What you give back must match the records below exactly.

**SOURCE DATA:**
◇ ◇ ◇
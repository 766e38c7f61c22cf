use chrono::{DateTime, Utc};

/// Source of "now" for achievement stamps and flashcard reviews.
///
/// `Fixed` keeps tests deterministic.
#[derive(Debug, Clone, Copy, Default)]
pub enum Clock {
    #[default]
    System,
    Fixed(DateTime<Utc>),
}

impl Clock {
    #[must_use]
    pub fn fixed(at: DateTime<Utc>) -> Self {
        Self::Fixed(at)
    }

    #[must_use]
    pub fn now(&self) -> DateTime<Utc> {
        match self {
            Clock::System => Utc::now(),
            Clock::Fixed(at) => *at,
        }
    }
}

/// Deterministic timestamp for tests (2023-11-14T22:13:20Z).
pub const FIXED_TEST_TIMESTAMP: i64 = 1_700_000_000;

/// Returns `FIXED_TEST_TIMESTAMP` as a `DateTime<Utc>`.
///
/// # Panics
///
/// Panics if the fixed timestamp cannot be represented.
#[must_use]
pub fn fixed_now() -> DateTime<Utc> {
    DateTime::<Utc>::from_timestamp(FIXED_TEST_TIMESTAMP, 0)
        .expect("fixed timestamp should be valid")
}

#[must_use]
pub fn fixed_clock() -> Clock {
    Clock::fixed(fixed_now())
}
◇ ◇ ◇
**WRITTEN SOLUTION:**
repository 766e38c7f61c22cf
use chrono::{DateTime, Utc};

/// Source of "now" for achievement stamps and flashcard reviews.
///
/// `Fixed` keeps tests deterministic.
#[derive(Debug, Clone, Copy, Default)]
pub enum Clock {
    #[default]
    System,
    Fixed(DateTime<Utc>),
}

impl Clock {
    #[must_use]
    pub fn fixed(at: DateTime<Utc>) -> Self {
        Self::Fixed(at)
    }

    #[must_use]
    pub fn now(&self) -> DateTime<Utc> {
        match self {
            Clock::System => Utc::now(),
            Clock::Fixed(at) => *at,
        }
    }
}

/// Deterministic timestamp for tests (2023-11-14T22:13:20Z).
pub const FIXED_TEST_TIMESTAMP: i64 = 1_700_000_000;

/// Returns `FIXED_TEST_TIMESTAMP` as a `DateTime<Utc>`.
///
/// # Panics
///
/// Panics if the fixed timestamp cannot be represented.
#[must_use]
pub fn fixed_now() -> DateTime<Utc> {
    DateTime::<Utc>::from_timestamp(FIXED_TEST_TIMESTAMP, 0)
        .expect("fixed timestamp should be valid")
}

#[must_use]
pub fn fixed_clock() -> Clock {
    Clock::fixed(fixed_now())
}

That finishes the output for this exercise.